1\. start with tutorials or poking at an existing design until it does what
you want; learn the fundamentals of html and css from a dummies-level book or
tutorials

2\. find motifs or patterns you like, and reverse engineer (i.e. steal) them:
specifically, start with a canvas with the original image on the left and try
to create it from scratch on the right

3\. repeat 2 until you have a toolkit of techniques (e.g. web 2.0 motifs like
gradients, rounded corners, patterned backgrounds, reflections, all that
cliched shit :)) and can put together things from scratch

4\. integrate more formal theory (graphic design books, typography,
photoshop/illustrator technique, web design books, etc.)

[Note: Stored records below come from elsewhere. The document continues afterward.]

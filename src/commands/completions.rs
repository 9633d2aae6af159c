//! # Completions Command
//!
//! Writes a shell completion script for `airone` to stdout.
//!
//! ```bash
//! airone completions bash > ~/.local/share/bash-completion/completions/airone
//! airone completions zsh > ~/.zfunc/_airone
//! ```

use anyhow::Result;
use clap::{Args, CommandFactory, ValueEnum};
use clap_complete::{generate, Shell};
use std::io;

use crate::cli::Cli;

/// Shell types for completion generation
#[derive(Debug, Clone, Copy, ValueEnum)]
pub enum CompletionShell {
    Bash,
    Zsh,
    Fish,
    #[value(name = "powershell")]
    PowerShell,
    Elvish,
}

impl From<CompletionShell> for Shell {
    fn from(shell: CompletionShell) -> Self {
        match shell {
            CompletionShell::Bash => Shell::Bash,
            CompletionShell::Zsh => Shell::Zsh,
            CompletionShell::Fish => Shell::Fish,
            CompletionShell::PowerShell => Shell::PowerShell,
            CompletionShell::Elvish => Shell::Elvish,
        }
    }
}

/// Generate shell completion scripts
#[derive(Args, Debug)]
pub struct CompletionsArgs {
    /// The shell to generate completions for
    #[arg(value_enum)]
    pub shell: CompletionShell,
}

pub fn execute(args: CompletionsArgs) -> Result<()> {
    let mut cmd = Cli::command();
    let shell: Shell = args.shell.into();
    generate(shell, &mut cmd, "airone", &mut io::stdout());
    Ok(())
}
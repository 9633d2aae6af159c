//! # airone CLI
//!
//! Binary entry point for the `airone` command-line tool. It parses the
//! command line with `clap` and dispatches to one of the commands in
//! `commands`; all real work lives in the `airone` library crate.

mod cli;
mod commands;

use anyhow::Result;
use clap::Parser;

fn main() -> Result<()> {
    let cli = cli::Cli::parse();
    cli.execute()
}
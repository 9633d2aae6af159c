//! # Error Handling
//!
//! This module defines the centralized error type for `airone`. It uses the
//! `thiserror` library to create an `Error` enum covering every failure the
//! library can report, each with a descriptive message.
//!
//! ## Fatal vs. recoverable
//!
//! Every variant here is fatal for the running command. Anomalies the tool
//! can heal on its own, such as a Podfile without an owned region, are not
//! errors at all: they are reported as outcomes (see `region::RegionRewrite`)
//! and logged.
//!
//! The `Result` type alias is used to return `Result<T, Error>` from
//! functions throughout the library.

use thiserror::Error;

fn render_hint(hint: &Option<String>) -> String {
    hint.as_ref()
        .map(|h| format!("\n  hint: {}", h))
        .unwrap_or_default()
}

/// Main error type for airone operations
#[derive(Error, Debug)]
pub enum Error {
    /// The project manifest (`airone.json`) does not exist.
    #[error("Project configuration not found: {path}{}", render_hint(hint))]
    ConfigMissing {
        path: String,
        /// Optional hint for how to resolve the problem
        hint: Option<String>,
    },

    /// The project manifest or the tool home config could not be parsed.
    #[error("Configuration parsing error: {message}{}", render_hint(hint))]
    ConfigParse {
        message: String,
        /// Optional hint for how to fix the configuration issue
        hint: Option<String>,
    },

    /// The manifest parsed but violates its invariants (duplicate names).
    #[error("Malformed project configuration: {message}")]
    MalformedManifest { message: String },

    /// A step of fetching a module failed. Remaining modules are not synced.
    #[error("Failed to fetch module {module} ({step}): {message}")]
    FetchFailed {
        module: String,
        step: String,
        message: String,
    },

    /// A required external program is not installed or not runnable.
    #[error("Required tool '{tool}' was not found, please install it first")]
    ToolMissing { tool: String },

    /// No Podfile was found in the iOS directory.
    #[error("No Podfile found in {dir}")]
    PodfileMissing { dir: String },

    /// A line splice fell outside the document.
    #[error("Invalid splice at line {start} (removing {count} of {len} lines)")]
    Splice {
        start: usize,
        count: usize,
        len: usize,
    },

    /// The confirmation prompt could not be answered.
    #[error("Prompt failed: {message}")]
    Prompt { message: String },

    /// An external command exited unsuccessfully.
    #[error("Command failed: {command} - {message}")]
    Command { command: String, message: String },

    /// An I/O error, wrapped from `std::io::Error`.
    #[error("I/O error: {0}")]
    Io(#[from] std::io::Error),

    /// A JSON error, wrapped from `serde_json::Error`.
    #[error("JSON error: {0}")]
    Json(#[from] serde_json::Error),

    /// A semantic versioning parsing error, wrapped from `semver::Error`.
    #[error("Semver parsing error: {0}")]
    Semver(#[from] semver::Error),
}

/// A convenient type alias for `Result<T, Error>`.
pub type Result<T> = std::result::Result<T, Error>;
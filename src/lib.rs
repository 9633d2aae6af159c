//! # airone
//!
//! Keeps an iOS project's CocoaPods setup in step with its `airone.json`
//! module manifest. The `airone` command-line tool is a thin wrapper around
//! this library.
//!
//! ## Quick Example
//!
//! ```
//! use airone::config;
//! use airone::document::TextDocument;
//! use airone::injector::FixedAnswer;
//! use airone::pipeline::rewrite_podfile;
//! use airone::region::ModuleLayout;
//!
//! let manifest = config::parse(r#"{
//!     "name": "shop",
//!     "version": "1.0.0",
//!     "modules": [{ "name": "AirNetwork", "git": "https://git.example.com/net.git" }]
//! }"#).unwrap();
//!
//! let mut podfile = TextDocument::parse("target 'Shop' do\n  pod 'Alamofire'\nend\n");
//! rewrite_podfile(&mut podfile, &manifest, &ModuleLayout::default(), FixedAnswer(true)).unwrap();
//!
//! let text = podfile.to_string();
//! assert!(text.contains("pod 'AirNetwork', :path => '../modules/AirNetwork'"));
//! assert!(text.contains("target 'Shop' do\n  airone_modules!\n"));
//! ```
//!
//! ## Core Concepts
//!
//! - **Manifest (`config`)**: `airone.json`, listing `modules` and
//!   `devModules`, each a named git source.
//! - **Module sync (`sync`)**: clones declared modules that are missing from
//!   `modules/` and `devModules/`.
//! - **Podfile model (`document`, `scanner`)**: the Podfile as a list of
//!   lines, and the scanner that finds the owned region and the target
//!   blocks in it.
//! - **Owned region (`region`)**: the generated `airone_modules!` method
//!   between two marker comments, regenerated on every run.
//! - **Target injection (`injector`)**: asks once per target whether it
//!   should call `airone_modules!`, and records the answer in the file.
//!
//! ## Execution Flow
//!
//! `pipeline::run_install` runs the whole operation: locate the
//! Podfile, sync both module lists, rewrite the owned region, mark every
//! target, and write the Podfile once. Running it again with the same
//! manifest leaves the Podfile byte-for-byte unchanged.

pub mod config;
pub mod document;
pub mod error;
pub mod global;
pub mod injector;
pub mod output;
pub mod pipeline;
pub mod pods;
pub mod region;
pub mod scanner;
pub mod sync;

#[cfg(test)]
mod podfile_proptest;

your first few designs will suck, but you'll get better :) but definitely
learn by doing.

------
especkman
To me, a web design expert needs intuition about usability, an eye for graphic
design, and the skills to use photoshop to create mockups and then turn them
into clean and robust CSS & HTML.

You can bootstrap some of those by starting out with someone elses attractive,
nicely implemented templates, but you'll still need some sense of typography,
usability & CSS/HTML skills to adapt them to your own app/site.

------
dfens
I'm not a web design expert (or any kind of expert) but I would think:

1\. Read/observe.

2\. Design web pages.

------
Tichy
One tag at a time?

------
hello_moto
Use YUI CSS grid. It's like coding Java SWING Layout minus listener

------
pageman
get someone to mentor you?